Gewiss, es gibt zum Glück nicht nur uns. Dass etwa die „Vorarlberger Nachrichten“ (VN) durch kritische Kolleginnen von Oe1 und „Der Standard“ quasi gezwungen werden, die heimische Inseratenaffäre rund um den Vorarlberger ÖVP-Wirtschaftsbund mitaufzuklären, ist gut und wichtig. Die Selbstkritik der Bregenzer ist allerdings ohrenbetäubend leise. Immerhin sind die VN Teil des Problems und Beleg dafür, dass die Medienkrise nicht nur den derben Großboulevard betrifft. Das zeigte sich auch schon bei zweifelhaften Chats des Chefredakteurs der Zeitung „Die Presse“, die notwendige Distanz zur Regierung schnellstmöglich erlernen sollte, ist doch der türkise Messias zumindest kurzfristig von dannen gezogen.
Die große Nabelschau
Man sollte sich aber nicht zu viel erwarten. Solange Sobotka, über dessen mutmaßliche Schandtaten am eigenen Land offenbar erst noch „recherchiert“ werden muss, ausgerechnet bei der Preisverleihung des Presseclubs Concordia über „Fakt und Fake“ schwadronieren darf, ist absolut nichts besser als zu Kurz-Zeiten. Der Presseclub hätte die Verleihung an einem anderen Ort stattfinden lassen und die Einladung des Nationalratspräsidenten dankend ablehnen müssen. Kein Journalistenpreis ist so wichtig, dass er von der Kanzel des Autoritären aus ins Lächerliche gezogen wird.
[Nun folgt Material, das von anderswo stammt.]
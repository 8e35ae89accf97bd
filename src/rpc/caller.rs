//! Caller - invocazione in-process delle procedure
//!
//! Stesse procedure, stessi errori e stessi output della superficie HTTP,
//! senza passare dalla rete. Usato dal codice server-side e dai test.

use super::router::{self, lookup};
use crate::core::{AppError, Context};
use crate::dtos::{
    AddTeamMemberInput, AppendMessageInput, CreateSidekiqInput, CreateTeamInput,
    CreateThreadInput, HealthStatusDTO, ListSidekiqsInput, ListThreadsInput, MessageDTO,
    ModelPreferencesDTO, RemoveTeamMemberInput, RenameThreadInput, SidekiqDTO, SidekiqIdInput,
    TeamDTO, TeamDetailsDTO, TeamIdInput, TeamMemberDTO, ThreadDTO, ThreadIdInput,
    ThreadWithMessagesDTO, UpdateModelPreferencesInput, UpdateProfileInput, UpdateSidekiqInput,
    UserDTO,
};
use crate::services::{health, sidekiq, team, thread, user};
use serde_json::Value;

/// Costruisce un caller legato al contesto fornito
pub fn create_caller(ctx: Context) -> Caller {
    Caller { ctx }
}

#[derive(Clone)]
pub struct Caller {
    ctx: Context,
}

impl Caller {
    pub fn context(&self) -> &Context {
        &self.ctx
    }

    pub fn health(&self) -> HealthProcedures<'_> {
        HealthProcedures { ctx: &self.ctx }
    }

    pub fn thread(&self) -> ThreadProcedures<'_> {
        ThreadProcedures { ctx: &self.ctx }
    }

    pub fn user(&self) -> UserProcedures<'_> {
        UserProcedures { ctx: &self.ctx }
    }

    pub fn sidekiq(&self) -> SidekiqProcedures<'_> {
        SidekiqProcedures { ctx: &self.ctx }
    }

    pub fn team(&self) -> TeamProcedures<'_> {
        TeamProcedures { ctx: &self.ctx }
    }

    /// Invocazione per path con input JSON grezzo, come farebbe il trasporto HTTP.
    /// Il tipo della procedura è quello dichiarato, quindi non può esserci mismatch.
    pub async fn call(&self, path: &str, input: Option<Value>) -> Result<Value, AppError> {
        let (_, def) = lookup(path)?;
        router::dispatch(&self.ctx, path, def.kind, input).await
    }
}

pub struct HealthProcedures<'a> {
    ctx: &'a Context,
}

impl HealthProcedures<'_> {
    pub async fn check(&self) -> Result<HealthStatusDTO, AppError> {
        health::check(self.ctx).await
    }
}

pub struct UserProcedures<'a> {
    ctx: &'a Context,
}

impl UserProcedures<'_> {
    pub async fn me(&self) -> Result<UserDTO, AppError> {
        user::me(self.ctx).await
    }

    pub async fn get_model_preferences(&self) -> Result<ModelPreferencesDTO, AppError> {
        user::get_model_preferences(self.ctx).await
    }

    pub async fn update_model_preferences(
        &self,
        input: UpdateModelPreferencesInput,
    ) -> Result<ModelPreferencesDTO, AppError> {
        user::update_model_preferences(self.ctx, input).await
    }

    pub async fn update_profile(&self, input: UpdateProfileInput) -> Result<UserDTO, AppError> {
        user::update_profile(self.ctx, input).await
    }
}

pub struct TeamProcedures<'a> {
    ctx: &'a Context,
}

impl TeamProcedures<'_> {
    pub async fn list(&self) -> Result<Vec<TeamDTO>, AppError> {
        team::list(self.ctx).await
    }

    pub async fn by_id(&self, input: TeamIdInput) -> Result<TeamDetailsDTO, AppError> {
        team::by_id(self.ctx, input).await
    }

    pub async fn create(&self, input: CreateTeamInput) -> Result<TeamDTO, AppError> {
        team::create(self.ctx, input).await
    }

    pub async fn add_member(&self, input: AddTeamMemberInput) -> Result<TeamMemberDTO, AppError> {
        team::add_member(self.ctx, input).await
    }

    pub async fn remove_member(&self, input: RemoveTeamMemberInput) -> Result<(), AppError> {
        team::remove_member(self.ctx, input).await
    }

    pub async fn leave(&self, input: TeamIdInput) -> Result<(), AppError> {
        team::leave(self.ctx, input).await
    }

    pub async fn delete(&self, input: TeamIdInput) -> Result<(), AppError> {
        team::delete(self.ctx, input).await
    }
}

pub struct SidekiqProcedures<'a> {
    ctx: &'a Context,
}

impl SidekiqProcedures<'_> {
    pub async fn list(&self, input: ListSidekiqsInput) -> Result<Vec<SidekiqDTO>, AppError> {
        sidekiq::list(self.ctx, input).await
    }

    pub async fn by_id(&self, input: SidekiqIdInput) -> Result<SidekiqDTO, AppError> {
        sidekiq::by_id(self.ctx, input).await
    }

    pub async fn create(&self, input: CreateSidekiqInput) -> Result<SidekiqDTO, AppError> {
        sidekiq::create(self.ctx, input).await
    }

    pub async fn update(&self, input: UpdateSidekiqInput) -> Result<SidekiqDTO, AppError> {
        sidekiq::update(self.ctx, input).await
    }

    pub async fn delete(&self, input: SidekiqIdInput) -> Result<(), AppError> {
        sidekiq::delete(self.ctx, input).await
    }
}

pub struct ThreadProcedures<'a> {
    ctx: &'a Context,
}

impl ThreadProcedures<'_> {
    pub async fn list(&self, input: ListThreadsInput) -> Result<Vec<ThreadDTO>, AppError> {
        thread::list(self.ctx, input).await
    }

    pub async fn by_id(&self, input: ThreadIdInput) -> Result<ThreadWithMessagesDTO, AppError> {
        thread::by_id(self.ctx, input).await
    }

    pub async fn create(&self, input: CreateThreadInput) -> Result<ThreadDTO, AppError> {
        thread::create(self.ctx, input).await
    }

    pub async fn rename(&self, input: RenameThreadInput) -> Result<ThreadDTO, AppError> {
        thread::rename(self.ctx, input).await
    }

    pub async fn delete(&self, input: ThreadIdInput) -> Result<(), AppError> {
        thread::delete(self.ctx, input).await
    }

    pub async fn append_message(&self, input: AppendMessageInput) -> Result<MessageDTO, AppError> {
        thread::append_message(self.ctx, input).await
    }
}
Man hört unterdessen, dass Kurz‘ Mediendompteur Gerald Fleischmann im Hintergrund immer noch die Fäden ziehen soll. Einige Überreste des türkisen Regimes halten sich hartnäckig. Sie könnten, das nur als kleines Gerücht nebenbei, übrigens die Quelle für so manche Anti-ÖVP-Geschichte sein. Die Hinweise mehren sich, dass Nehammer, Wallner & Co. Intrigen der Kurz-Jünger fürchten müssen. Vor dem Parteitag am 14. Mai wurden noch schnell Logo und Parteiname geändert, so kann der heilige Sebastian dem Karl nicht die Show stehlen. Wird er aber, denn was gibt es Geileres für Kurz-treue Journalisten, ihren ehemaligen Shootingstar wieder live zu Gesicht zu bekommen? Niemals vergessen, dass es vor allem reichweitenstarke Medien (manche davon mutmaßlich gekauft) waren, die den Aufstieg des Messias herbeischrieben.
Nicht viel Zeit
Für substanzielle Veränderungen gibt es meistens kleine Zeitfenster. Jetzt wäre so eines da. Politik, zumal zu lange an der Macht, reinigt sich nur dann, wenn sie Druck von außen bekommt. Österreichs Journalismus hat hier eine demokratiepolitische Verpflichtung, damit nach dem großen Korruptionsaufräumen nicht wieder ein neuer Kurz kommt. Die Älteren werden sich erinnern: nach der Zeit der „mani pulite“ (Aktion „saubere Hände“ gegen kriminelle und korrupte Eliten in Italien), war die Opposition unfähig für ein Gegenmodell zur kaputten italienischen Christdemokratie. Empor stieg: Silvio Berlusconi.